BERLIN -- Volkswagen Group faces 8.2 billion euros ($9.14 billion) in damage claims from investors over its emissions scandal in the legal district where the carmaker is based, a German court said.
A total of about 1,400 lawsuits have been lodged at the regional court in Brunswick near Volkswagen's Wolfsburg headquarters, the court said on Wednesday.
The Brunswick court said it received some 750 lawsuits on Monday alone, which marked the first business day after the one-year anniversary of VW's diesel emissions test-rigging scandal.
The biggest claim at the Brunswick court, totaling 3.3 billion euros, was filed by lawyer Andreas Tulip on behalf of institutional investors around half a year ago.
The court detailed additional complaints on Wednesday, saying they included a filing by institutional investors for 30 million euros in damages, two investor groups demanding 1.5 billion and 550 million euros respectively and an investment company that sued the carmaker for 45 million euros.

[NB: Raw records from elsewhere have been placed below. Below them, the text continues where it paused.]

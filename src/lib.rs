//! SRTP relay crypto core
//!
//! Suite registry, session key derivation, per-packet crypto dispatch and
//! crypto context lifecycle for a media relay terminating SRTP/SRTCP
//! (RFC 3711) with SDES-negotiated keys.

pub mod packet;
pub mod srtp;

pub use srtp::{
    find_suite, lookup_suite, ContextPair, ContextStatus, CryptoContext, CryptoError,
    CryptoParams, CryptoSuite, Protocol, CRYPTO_SUITES,
};
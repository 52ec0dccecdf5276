//! Session key derivation with the AES-CM PRF (RFC 3711, section 4.3).

use aes::cipher::{KeyIvInit, StreamCipher};
use aes::Aes128;

use super::error::{CryptoError, Result};
use super::suite::Protocol;

type Aes128Ctr = ctr::Ctr128BE<Aes128>;

/// SRTP key derivation labels (RFC 3711, section 4.3.1).
pub const LABEL_RTP_CIPHER_KEY: u8 = 0x00;
pub const LABEL_RTP_AUTH_KEY: u8 = 0x01;
pub const LABEL_RTP_SALT: u8 = 0x02;

/// SRTCP key derivation labels (RFC 3711, section 4.3.2).
pub const LABEL_RTCP_CIPHER_KEY: u8 = 0x03;
pub const LABEL_RTCP_AUTH_KEY: u8 = 0x04;
pub const LABEL_RTCP_SALT: u8 = 0x05;

/// The three labels one protocol derives its session keys under.
#[derive(Debug, Clone, Copy, PartialEq, Eq)]
pub struct KeyLabels {
    pub cipher: u8,
    pub auth: u8,
    pub salt: u8,
}

impl KeyLabels {
    pub fn for_protocol(protocol: Protocol) -> Self {
        match protocol {
            Protocol::Rtp => Self {
                cipher: LABEL_RTP_CIPHER_KEY,
                auth: LABEL_RTP_AUTH_KEY,
                salt: LABEL_RTP_SALT,
            },
            Protocol::Rtcp => Self {
                cipher: LABEL_RTCP_CIPHER_KEY,
                auth: LABEL_RTCP_AUTH_KEY,
                salt: LABEL_RTCP_SALT,
            },
        }
    }
}

/// Fill `out` with PRF output for `label`.
///
/// The key derivation rate is 0, so `r = index DIV kdr = 0` and
/// `key_id = label || 0x000000000000`:
///
/// ```text
/// x  = key_id XOR master_salt      (label lands on salt byte 7)
/// IV = x || 0x0000
/// out = AES-CTR(master_key, IV) keystream, truncated to out.len()
/// ```
pub fn derive_key(master_key: &[u8], master_salt: &[u8], label: u8, out: &mut [u8]) -> Result<()> {
    let mut iv = [0u8; 16];
    for (b, s) in iv.iter_mut().zip(master_salt.iter().take(14)) {
        *b = *s;
    }
    iv[7] ^= label;

    let mut keystream = Aes128Ctr::new_from_slices(master_key, &iv)
        .map_err(|_| CryptoError::KeySchedule("AES-CM PRF needs a 128-bit master key".into()))?;
    out.fill(0);
    keystream.apply_keystream(out);
    Ok(())
}
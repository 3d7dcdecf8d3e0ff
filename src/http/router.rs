//! Classification of incoming requests into the git smart-HTTP endpoints.
//!
//! | Method | Path                      | Route               |
//! |--------|---------------------------|---------------------|
//! | GET    | `/{repo}/info/refs`       | [`GitRoute::InfoRefs`] |
//! | POST   | `/{repo}/git-upload-pack` | [`GitRoute::Rpc`]   |
//! | POST   | `/{repo}/git-receive-pack`| [`GitRoute::Rpc`]   |
//!
//! Everything else, including a known path with the wrong method, is
//! [`GitRoute::NotFound`].  Segments are matched exactly and case-sensitively.
//! The `service` parameter of an info/refs request is parsed here but only
//! judged once the repository is known to exist, so an unknown repository is
//! a 404 whatever its query says.

use axum::extract::Query;
use axum::http::{header, HeaderMap, Method, Uri};
use serde::Deserialize;

use crate::git::Service;

#[derive(Debug, Clone, PartialEq, Eq)]
pub enum GitRoute {
    InfoRefs {
        repo: String,
        service: Result<Service, RouteError>,
    },
    Rpc { repo: String, service: Service },
    NotFound,
}

impl GitRoute {
    pub fn repo(&self) -> Option<&str> {
        match self {
            Self::InfoRefs { repo, .. } | Self::Rpc { repo, .. } => Some(repo),
            Self::NotFound => None,
        }
    }
}

#[derive(Debug, Clone, thiserror::Error, PartialEq, Eq)]
pub enum RouteError {
    #[error("not found")]
    NotFound,
    #[error("repository {0:?} not found")]
    UnknownRepo(String),
    #[error("missing service parameter")]
    MissingService,
    #[error("unsupported service {0:?}")]
    InvalidService(String),
    #[error("expected Content-Type {expected}, got {found:?}")]
    ContentType {
        expected: &'static str,
        found: String,
    },
}

#[derive(Debug, Deserialize)]
struct InfoRefsQuery {
    service: Option<String>,
}

/// Map a request line onto a [`GitRoute`].
pub fn classify(method: &Method, uri: &Uri) -> GitRoute {
    let Some(rest) = uri.path().strip_prefix('/') else {
        return GitRoute::NotFound;
    };
    let segments: Vec<&str> = rest.split('/').collect();

    match (method, segments.as_slice()) {
        (&Method::GET, [repo, "info", "refs"]) if !repo.is_empty() => GitRoute::InfoRefs {
            repo: (*repo).to_string(),
            service: info_refs_service(uri),
        },
        (&Method::POST, [repo, endpoint]) if !repo.is_empty() => {
            match Service::from_name(endpoint) {
                Some(service) => GitRoute::Rpc {
                    repo: (*repo).to_string(),
                    service,
                },
                None => GitRoute::NotFound,
            }
        }
        _ => GitRoute::NotFound,
    }
}

fn info_refs_service(uri: &Uri) -> Result<Service, RouteError> {
    // An unparsable query carries no usable `service` either.
    let service = Query::<InfoRefsQuery>::try_from_uri(uri)
        .ok()
        .and_then(|Query(q)| q.service)
        .filter(|s| !s.is_empty())
        .ok_or(RouteError::MissingService)?;
    Service::from_name(&service).ok_or(RouteError::InvalidService(service))
}

/// A present `Content-Type` must name the service's request type.  An absent
/// one is accepted.
pub fn check_request_content_type(headers: &HeaderMap, service: Service) -> Result<(), RouteError> {
    let Some(value) = headers.get(header::CONTENT_TYPE) else {
        return Ok(());
    };
    let expected = service.request_content_type();
    match value.to_str() {
        Ok(found) if found == expected => Ok(()),
        Ok(found) => Err(RouteError::ContentType {
            expected,
            found: found.to_string(),
        }),
        Err(_) => Err(RouteError::ContentType {
            expected,
            found: format!("{value:?}"),
        }),
    }
}

/// The `Git-Protocol` header, if it is a plausible `key[=value]:...` list.
/// Anything else is dropped rather than handed to the helper's environment.
pub fn git_protocol(headers: &HeaderMap) -> Option<String> {
    let value = headers.get("git-protocol")?.to_str().ok()?;
    let plausible = !value.is_empty()
        && value.len() <= 256
        && value
            .bytes()
            .all(|b| b.is_ascii_alphanumeric() || matches!(b, b'=' | b':' | b'.' | b'_' | b'-'));
    plausible.then(|| value.to_string())
}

The court said it brought in extra staff to process the suits submitted by shareholders concerned that Sept. 18, the day VW's manipulations were uncovered a year ago, may be the deadline to file.
The flood of new shareholder suits in Germany adds to the carmaker's troubles. A year after admitting that about 11 million diesel vehicles had been equipped with software to cheat pollution tests, VW is far from resolving the fallout. It agreed to pay $16.5 billion to settle suits by some U.S. authorities and car owners.
Shareholders are incensed because the stock price dropped 35 percent in the two trading days after U.S. regulators disclosed the so-called defeat device.
VW, which faces lawsuits and investigations across the world, has consistently said it did not break capital markets regulations in the disclosure of its cheating.
It would take about four weeks to fully process the additional claims, the court said.
Complaints have also been filed by German state pension funds.